WHAT TO WORK ON >> Your task is to transcribe the entries below exactly, from their first line down to the line containing "use crate::core::error::AppError;", and to stop there.

Collected data
● ● ● ● ● ● ●
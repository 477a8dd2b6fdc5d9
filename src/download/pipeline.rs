//! Per-request download orchestration.
//!
//! Sequences one request through its phases:
//!
//! ```text
//! Validating → ResolvingTitle → Acquiring → FetchingThumbnail → Transcoding
//!            → EmbeddingCover → Relaying → Done          (audio)
//! Validating → ResolvingTitle → Acquiring → Relaying → Done (video)
//! ```
//!
//! Any fatal error ends in `Failed`. Dropping the request future or the
//! response body before that ends in `Cancelled`: child processes die with
//! their handles and temp files with their [`TempArtifact`]s.

use std::fmt;
use std::time::Instant;

use axum::response::Response;

use crate::core::error::AppError;
use crate::core::utils::{sanitize_filename, ResolvedTitle};
use crate::core::web_server::AppState;
use crate::download::audio::acquire_audio;
use crate::download::metadata::resolve_title;
use crate::download::request::{DownloadParams, DownloadRequest, MediaType};
use crate::download::send::{relay, StreamHandle};
use crate::download::temp::{new_token, ArtifactRole, TempArtifact, TempWorkspace};
use crate::download::thumbnail::fetch_thumbnail;
use crate::download::video::spawn_video_stream;
use crate::conversion::audio::{embed_cover, transcode_to_mp3};

#[derive(Debug, Clone, Copy, PartialEq, Eq)]
pub enum RequestPhase {
    Validating,
    ResolvingTitle,
    Acquiring,
    FetchingThumbnail,
    Transcoding,
    EmbeddingCover,
    Relaying,
    Done,
    Failed,
    Cancelled,
}

impl RequestPhase {
    pub fn is_terminal(&self) -> bool {
        matches!(self, Self::Done | Self::Failed | Self::Cancelled)
    }

    pub fn as_str(&self) -> &'static str {
        match self {
            Self::Validating => "validating",
            Self::ResolvingTitle => "resolving_title",
            Self::Acquiring => "acquiring",
            Self::FetchingThumbnail => "fetching_thumbnail",
            Self::Transcoding => "transcoding",
            Self::EmbeddingCover => "embedding_cover",
            Self::Relaying => "relaying",
            Self::Done => "done",
            Self::Failed => "failed",
            Self::Cancelled => "cancelled",
        }
    }
}

impl fmt::Display for RequestPhase {
    fn fmt(&self, f: &mut fmt::Formatter<'_>) -> fmt::Result {
        f.write_str(self.as_str())
    }
}

/// Logs every phase transition of one request under its token.
///
/// Dropped in a non-terminal phase, it reports `Cancelled`.
#[derive(Debug)]
pub struct RequestTrace {
    token: String,
    phase: RequestPhase,
    started: Instant,
}

impl RequestTrace {
    pub fn start() -> Self {
        let token = new_token();
        log::info!("[{}] phase: {}", token, RequestPhase::Validating);
        Self {
            token,
            phase: RequestPhase::Validating,
            started: Instant::now(),
        }
    }

    pub fn token(&self) -> &str {
        &self.token
    }

    pub fn phase(&self) -> RequestPhase {
        self.phase
    }

    /// Moves to `phase`. Terminal phases are final.
    pub fn enter(&mut self, phase: RequestPhase) {
        if self.phase.is_terminal() {
            return;
        }
        log::info!(
            "[{}] phase: {} -> {} (+{}ms)",
            self.token,
            self.phase,
            phase,
            self.started.elapsed().as_millis()
        );
        self.phase = phase;
    }

    pub fn done(&mut self) {
        self.enter(RequestPhase::Done);
    }

    pub fn fail(&mut self, reason: &dyn fmt::Display) {
        if !self.phase.is_terminal() {
            log::error!("[{}] failed during {}: {}", self.token, self.phase, reason);
        }
        self.enter(RequestPhase::Failed);
    }
}

impl Drop for RequestTrace {
    fn drop(&mut self) {
        if !self.phase.is_terminal() {
            log::warn!(
                "[{}] cancelled during {} after {}ms",
                self.token,
                self.phase,
                self.started.elapsed().as_millis()
            );
            self.phase = RequestPhase::Cancelled;
        }
    }
}

/// Result of the audio post-processing stages.
#[derive(Debug)]
pub enum AudioOutcome {
    /// 320 kbps MP3 with the thumbnail as front cover
    WithCover(TempArtifact),
    /// 320 kbps MP3 without cover art
    BitrateOnly { file: TempArtifact, reason: String },
}

impl AudioOutcome {
    pub fn into_file(self) -> TempArtifact {
        match self {
            AudioOutcome::WithCover(file) => file,
            AudioOutcome::BitrateOnly { file, .. } => file,
        }
    }
}

/// `<title>_<quality>.<ext>` as sent in Content-Disposition.
pub fn download_filename(title: &ResolvedTitle, request: &DownloadRequest) -> String {
    let extension = match request.media_type() {
        MediaType::Audio => "mp3",
        MediaType::Video => "mp4",
    };
    format!(
        "{}_{}.{}",
        title.filename,
        sanitize_filename(&request.quality().label()),
        extension
    )
}

/// Handles `GET /api/download/{videoId}` end to end.
pub async fn handle_download(state: &AppState, raw_id: &str, params: &DownloadParams) -> Result<Response, AppError> {
    let mut trace = RequestTrace::start();

    let prepared = prepare(state, raw_id, params, &mut trace).await;
    match prepared {
        Ok((handle, filename)) => relay(handle, filename, trace).await,
        Err(e) => {
            trace.fail(&e);
            Err(e)
        }
    }
}

async fn prepare(
    state: &AppState,
    raw_id: &str,
    params: &DownloadParams,
    trace: &mut RequestTrace,
) -> Result<(StreamHandle, String), AppError> {
    let request = DownloadRequest::new(raw_id, params)?;
    state.readiness.current().ensure_ready()?;
    log::info!(
        "[{}] {} download for {} at {}",
        trace.token(),
        request.media_type().as_str(),
        request.video_id(),
        request.quality()
    );

    trace.enter(RequestPhase::ResolvingTitle);
    let title = resolve_title(&state.settings.tools, request.video_id()).await?;
    let filename = download_filename(&title, &request);

    trace.enter(RequestPhase::Acquiring);
    let handle = match request.media_type() {
        MediaType::Video => {
            let stream = spawn_video_stream(&state.settings.tools, &request, trace.token()).await?;
            StreamHandle::Pipe(stream)
        }
        MediaType::Audio => {
            let outcome = process_audio(state, &request, trace).await?;
            if let AudioOutcome::BitrateOnly { reason, .. } = &outcome {
                log::info!("[{}] Sending audio without cover: {}", trace.token(), reason);
            }
            StreamHandle::File(outcome.into_file())
        }
    };

    Ok((handle, filename))
}

/// Audio stages: acquire → thumbnail → transcode → cover.
///
/// Only acquisition and transcoding are fatal. Intermediates are dropped
/// (and thus deleted) as soon as the next stage has consumed them.
async fn process_audio(
    state: &AppState,
    request: &DownloadRequest,
    trace: &mut RequestTrace,
) -> Result<AudioOutcome, AppError> {
    let tools = &state.settings.tools;
    let workspace = TempWorkspace::create(&state.settings.temp_dir, request.video_id(), trace.token()).await?;

    let raw = acquire_audio(tools, &workspace, request).await?;

    trace.enter(RequestPhase::FetchingThumbnail);
    let thumbnail = fetch_cover(state, &workspace, request).await;

    trace.enter(RequestPhase::Transcoding);
    let mp3 = TempArtifact::adopt(workspace.path_for(ArtifactRole::Transcoded, "mp3"));
    if let Err(e) = transcode_to_mp3(tools, raw.path(), mp3.path()).await {
        log::error!("[{}] Transcode failed: {}", trace.token(), e);
        return Err(AppError::TranscodeFailed(format!("Failed to convert audio to MP3: {}", e)));
    }
    drop(raw);

    let Some(thumbnail) = thumbnail else {
        return Ok(AudioOutcome::BitrateOnly {
            file: mp3,
            reason: "no thumbnail".to_string(),
        });
    };

    trace.enter(RequestPhase::EmbeddingCover);
    let with_cover = TempArtifact::adopt(workspace.path_for(ArtifactRole::WithCover, "mp3"));
    match embed_cover(tools, mp3.path(), thumbnail.path(), with_cover.path()).await {
        Ok(()) => {
            log::info!("[{}] Cover embedded", trace.token());
            Ok(AudioOutcome::WithCover(with_cover))
        }
        Err(e) => {
            log::warn!("[{}] Cover embedding failed, falling back: {}", trace.token(), e);
            Ok(AudioOutcome::BitrateOnly {
                file: mp3,
                reason: e.to_string(),
            })
        }
    }
}

/// Best effort: any failure means no cover.
async fn fetch_cover(state: &AppState, workspace: &TempWorkspace, request: &DownloadRequest) -> Option<TempArtifact> {
    let thumbnail = TempArtifact::adopt(workspace.path_for(ArtifactRole::Thumbnail, "jpg"));
    match fetch_thumbnail(
        &state.http,
        &state.settings.thumbnail_base_url,
        request.video_id(),
        thumbnail.path(),
    )
    .await
    {
        Ok(_) => Some(thumbnail),
        Err(e) => {
            log::warn!("[{}] Thumbnail unavailable: {}", workspace.token(), e);
            None
        }
    }
}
● ● ● ● ● ● ●
TASK ANSWER >>
repository 477a8dd2b6fdc5d9
filename src/download/pipeline.rs
//! Per-request download orchestration.
//!
//! Sequences one request through its phases:
//!
//! ```text
//! Validating → ResolvingTitle → Acquiring → FetchingThumbnail → Transcoding
//!            → EmbeddingCover → Relaying → Done          (audio)
//! Validating → ResolvingTitle → Acquiring → Relaying → Done (video)
//! ```
//!
//! Any fatal error ends in `Failed`. Dropping the request future or the
//! response body before that ends in `Cancelled`: child processes die with
//! their handles and temp files with their [`TempArtifact`]s.

use std::fmt;
use std::time::Instant;

use axum::response::Response;

use crate::core::error::AppError;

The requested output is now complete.